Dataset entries
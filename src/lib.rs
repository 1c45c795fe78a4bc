//! particle-network: decorative 3D particle-network background for a portfolio page.
//!
//! This crate provides a WASM canvas component that renders a rotating field
//! of linked particles drifting toward the pointer, plus the small amount of
//! page glue needed to mount it with a persisted dark/light theme.

use leptos::prelude::*;
use leptos_meta::*;
use log::{Level, info, warn};
use wasm_bindgen::JsCast;
use web_sys::{HtmlScriptElement, Window};

pub mod components;

pub use components::particle_network::{
	NetworkConfig, NetworkState, Particle, ParticleNetworkCanvas, ThemeMode, build_links,
	generate_field, integrate,
};
pub use components::theme_toggle::ThemeToggle;

/// Initialize logging and panic hooks for the WASM target.
pub fn init_logging() {
	let _ = console_log::init_with_level(Level::Debug);
	console_error_panic_hook::set_once();
	info!("particle-network: logging initialized");
}

/// Load config overrides from a script element with id="network-config".
/// Expected format: a JSON object with any subset of `NetworkConfig` fields.
fn load_network_config() -> Option<NetworkConfig> {
	let window: Window = web_sys::window()?;
	let document = window.document()?;
	let element = document.get_element_by_id("network-config")?;
	let script: HtmlScriptElement = element.dyn_into().ok()?;
	let json_text = script.text().ok()?;

	match NetworkConfig::from_json(&json_text) {
		Ok(config) => {
			info!(
				"particle-network: loaded config ({} particles, link distance {})",
				config.count, config.link_distance
			);
			Some(config)
		}
		Err(e) => {
			warn!("particle-network: failed to parse config: {}", e);
			None
		}
	}
}

/// Main application component.
/// Loads config from the DOM and renders the network behind a hero overlay.
#[component]
pub fn App() -> impl IntoView {
	provide_meta_context();

	let config = load_network_config().unwrap_or_default();
	let mode = RwSignal::new(components::particle_network::theme::load_theme_mode());
	let data_theme = move || mode.get().as_str();

	view! {
		<Html attr:lang="en" attr:dir="ltr" attr:data-theme=data_theme />
		<Title text="Portfolio" />
		<Meta charset="UTF-8" />
		<Meta name="viewport" content="width=device-width, initial-scale=1.0" />

		<section class="network-hero">
			<ParticleNetworkCanvas theme=mode config=config />
			<div class="network-overlay">
				<ThemeToggle mode=mode />
			</div>
		</section>
	}
}
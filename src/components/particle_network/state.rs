//! Widget state: the particle field, its buffers, and pointer tracking.
//!
//! One [`NetworkState`] is created when the component mounts and is mutated by
//! the animation loop and the pointer handlers. The field transform
//! (rotation and uniform scale) lives here too, since pointer targets have to
//! be brought into field space before the integrator can use them.

use glam::{EulerRot, Mat4, Quat, Vec2, Vec3};
use log::debug;
use rand::Rng;

use super::camera::Camera;
use super::config::NetworkConfig;
use super::field::{Particle, generate_field, gradient_color};
use super::geometry::{LineGeometry, PointGeometry};
use super::integrator::{FieldRotation, MotionParams, REFERENCE_FRAME, integrate};
use super::linker::{LinkParams, build_links};
use super::theme::GradientPalette;

/// Hover flag and last known pointer position in field space.
#[derive(Clone, Copy, Debug, Default, PartialEq)]
pub struct PointerState {
	pub hovering: bool,
	pub target: Vec3,
}

impl PointerState {
	/// Attraction target for the integrator, present only while hovering.
	pub fn active_target(&self) -> Option<Vec3> {
		self.hovering.then_some(self.target)
	}
}

/// GPU-style buffers the renderer reads from. Allocated once at mount.
#[derive(Clone, Debug, Default)]
pub struct Buffers {
	pub points: PointGeometry,
	pub lines: LineGeometry,
}

/// Everything one mounted widget owns.
pub struct NetworkState {
	pub config: NetworkConfig,
	pub particles: Vec<Particle>,
	pub pointer: PointerState,
	pub rotation: FieldRotation,
	pub camera: Camera,
	pub width: f64,
	pub height: f64,
	/// `None` until [`NetworkState::allocate_buffers`] runs.
	buffers: Option<Buffers>,
	motion: MotionParams,
	links: LinkParams,
	link_count: usize,
}

impl NetworkState {
	pub fn new<R: Rng + ?Sized>(
		config: NetworkConfig,
		palette: &GradientPalette,
		width: f64,
		height: f64,
		rng: &mut R,
	) -> Self {
		let particles = generate_field(&config, palette, rng);
		debug!(
			"particle-network: generated {} particles in radius {}",
			particles.len(),
			config.radius
		);
		Self {
			camera: Camera::new(&config.camera, width, height),
			motion: MotionParams::from_config(&config),
			links: LinkParams::from_config(&config),
			particles,
			pointer: PointerState::default(),
			rotation: FieldRotation::default(),
			width,
			height,
			buffers: None,
			link_count: 0,
			config,
		}
	}

	/// Allocate the point and line buffers and fill them with the initial field.
	pub fn allocate_buffers(&mut self) {
		let mut points = PointGeometry::allocate(self.particles.len());
		points.write_positions(&self.particles);
		points.write_colors(&self.particles);
		self.buffers = Some(Buffers {
			points,
			lines: LineGeometry::allocate(self.config.link_capacity()),
		});
	}

	pub fn is_ready(&self) -> bool {
		self.buffers.is_some()
	}

	pub fn buffers(&self) -> Option<&Buffers> {
		self.buffers.as_ref()
	}

	pub fn buffers_mut(&mut self) -> Option<&mut Buffers> {
		self.buffers.as_mut()
	}

	/// Links recorded by the most recent frame.
	pub fn link_count(&self) -> usize {
		self.link_count
	}

	/// Model matrix of the field group: rotation then uniform scale.
	pub fn field_matrix(&self) -> Mat4 {
		Mat4::from_scale_rotation_translation(
			Vec3::splat(self.config.field_scale),
			Quat::from_euler(EulerRot::XYZ, self.rotation.x, self.rotation.y, 0.0),
			Vec3::ZERO,
		)
	}

	/// Run one frame of `seconds` elapsed time.
	///
	/// Returns `false` without touching anything if the buffers have not been
	/// allocated yet.
	pub fn tick(&mut self, seconds: f32) -> bool {
		let Some(buffers) = self.buffers.as_mut() else {
			return false;
		};
		let motion = &self.config.motion;

		self.rotation.advance(seconds, motion.spin_x, motion.spin_y);
		self.camera.orbit(seconds);

		integrate(
			&mut self.particles,
			self.pointer.active_target(),
			&self.motion,
			seconds / REFERENCE_FRAME,
		);
		buffers.points.write_positions(&self.particles);

		self.link_count = build_links(&self.particles, &self.links, &mut buffers.lines);
		true
	}

	pub fn pointer_enter(&mut self) {
		self.pointer.hovering = true;
	}

	pub fn pointer_leave(&mut self) {
		self.pointer.hovering = false;
	}

	/// Update the attraction target from a pointer at `(x, y)` pixels inside the canvas.
	///
	/// Ignored unless the pointer is hovering.
	pub fn pointer_move(&mut self, x: f64, y: f64) {
		if !self.pointer.hovering {
			return;
		}
		if let Some(ndc) = super::camera::pointer_ndc(x, y, self.width, self.height) {
			self.pointer.target = self.field_point_under(ndc);
		}
	}

	/// Field-space point under the pointer at `ndc`.
	pub fn field_point_under(&self, ndc: Vec2) -> Vec3 {
		let world = self.camera.pointer_target(ndc);
		self.field_matrix().inverse().transform_point3(world)
	}

	pub fn resize(&mut self, width: f64, height: f64) {
		self.width = width;
		self.height = height;
		self.camera.resize(width, height);
	}

	/// Re-tint the existing particles with a new palette, keeping their identity.
	pub fn recolor(&mut self, palette: &GradientPalette) {
		let count = self.particles.len();
		for (i, p) in self.particles.iter_mut().enumerate() {
			p.color = gradient_color(palette, i, count);
		}
		if let Some(buffers) = self.buffers.as_mut() {
			buffers.points.write_colors(&self.particles);
		}
	}
}

#[cfg(test)]
mod tests {
	use rand::SeedableRng;
	use rand::rngs::SmallRng;

	use super::*;

	fn state(config: NetworkConfig) -> NetworkState {
		let mut rng = SmallRng::seed_from_u64(1);
		NetworkState::new(config, &GradientPalette::neural(), 800.0, 600.0, &mut rng)
	}

	#[test]
	fn tick_is_refused_before_buffers_exist() {
		let mut state = state(NetworkConfig::default());
		let before = state.particles.clone();
		assert!(!state.is_ready());
		assert!(!state.tick(REFERENCE_FRAME));
		assert_eq!(state.particles, before);
		assert_eq!(state.rotation, FieldRotation::default());

		state.allocate_buffers();
		assert!(state.tick(REFERENCE_FRAME));
	}

	#[test]
	fn frames_respect_boundary_and_link_bounds() {
		let config = NetworkConfig::default();
		let limit = config.boundary_radius();
		let link_cap = config.link_capacity();
		let mut state = state(config);
		state.allocate_buffers();
		state.pointer_enter();
		state.pointer.target = Vec3::new(30.0, 0.0, 0.0);

		for _ in 0..300 {
			assert!(state.tick(REFERENCE_FRAME));
			for p in &state.particles {
				assert!(p.position.length() <= limit + 1e-3);
			}
			let buffers = state.buffers().unwrap();
			assert!(state.link_count() <= link_cap);
			assert!(state.link_count() <= buffers.lines.position.vertex_capacity() / 2);
			assert_eq!(buffers.lines.draw_range, state.link_count() * 2);
		}
	}

	#[test]
	fn tick_writes_positions_into_existing_buffer() {
		let mut state = state(NetworkConfig::default());
		state.allocate_buffers();
		let ptr = state.buffers().unwrap().points.position.array.as_ptr();
		state.buffers_mut().unwrap().points.position.needs_update = false;

		state.tick(REFERENCE_FRAME);
		let points = &state.buffers().unwrap().points;
		assert_eq!(points.position.array.as_ptr(), ptr);
		assert!(points.position.needs_update);
		assert_eq!(points.position.get(7), state.particles[7].position);
	}

	#[test]
	fn pointer_moves_only_count_while_hovering() {
		let mut state = state(NetworkConfig::default());
		state.pointer_move(100.0, 100.0);
		assert_eq!(state.pointer, PointerState::default());

		state.pointer_enter();
		state.pointer_move(400.0, 300.0);
		assert!(state.pointer.hovering);
		assert!(state.pointer.target.length() < 1e-3);

		state.pointer_move(0.0, 0.0);
		let corner = state.pointer.target;
		assert!(corner.x < 0.0 && corner.y > 0.0);

		state.pointer_leave();
		state.pointer_move(400.0, 300.0);
		assert_eq!(state.pointer.target, corner);
		assert_eq!(state.pointer.active_target(), None);
	}

	#[test]
	fn pointer_target_is_in_field_space() {
		let mut state = state(NetworkConfig::default());
		state.rotation.y = std::f32::consts::FRAC_PI_2;
		let ndc = Vec2::new(0.5, 0.0);
		let local = state.field_point_under(ndc);
		let world = state.camera.pointer_target(ndc);
		let back = state.field_matrix().transform_point3(local);
		assert!((back - world).length() < 1e-3);
		// Scale 1.2 shrinks world distances in field space.
		assert!((local.length() * 1.2 - world.length()).abs() < 1e-3);
	}

	#[test]
	fn recolor_keeps_particles_and_rewrites_colors() {
		let mut state = state(NetworkConfig::default());
		state.allocate_buffers();
		let positions: Vec<_> = state.particles.iter().map(|p| p.position).collect();

		let light = GradientPalette::neural_light();
		state.recolor(&light);
		assert_eq!(state.particles[0].color, light.sample(0.0));
		assert_eq!(state.buffers().unwrap().points.color.get(0), light.sample(0.0));
		let after: Vec<_> = state.particles.iter().map(|p| p.position).collect();
		assert_eq!(positions, after);
	}

	#[test]
	fn empty_field_is_inert() {
		let config = NetworkConfig {
			count: 0,
			..NetworkConfig::default()
		};
		let mut state = state(config);
		state.allocate_buffers();
		assert!(state.tick(REFERENCE_FRAME));
		assert_eq!(state.link_count(), 0);
		assert!(state.buffers().unwrap().points.is_empty());
	}
}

- **How to complete this task**
Set down, exactly and in full, the lines from the one containing "state.rotation.y = std::f32::consts::FRAC_PI_2;" through the end of the entries; no other line belongs.

- **Solution**
		state.rotation.y = std::f32::consts::FRAC_PI_2;
		let ndc = Vec2::new(0.5, 0.0);
		let local = state.field_point_under(ndc);
		let world = state.camera.pointer_target(ndc);
		let back = state.field_matrix().transform_point3(local);
		assert!((back - world).length() < 1e-3);
		// Scale 1.2 shrinks world distances in field space.
		assert!((local.length() * 1.2 - world.length()).abs() < 1e-3);
	}

	#[test]
	fn recolor_keeps_particles_and_rewrites_colors() {
		let mut state = state(NetworkConfig::default());
		state.allocate_buffers();
		let positions: Vec<_> = state.particles.iter().map(|p| p.position).collect();

		let light = GradientPalette::neural_light();
		state.recolor(&light);
		assert_eq!(state.particles[0].color, light.sample(0.0));
		assert_eq!(state.buffers().unwrap().points.color.get(0), light.sample(0.0));
		let after: Vec<_> = state.particles.iter().map(|p| p.position).collect();
		assert_eq!(positions, after);
	}

	#[test]
	fn empty_field_is_inert() {
		let config = NetworkConfig {
			count: 0,
			..NetworkConfig::default()
		};
		let mut state = state(config);
		state.allocate_buffers();
		assert!(state.tick(REFERENCE_FRAME));
		assert_eq!(state.link_count(), 0);
		assert!(state.buffers().unwrap().points.is_empty());
	}
}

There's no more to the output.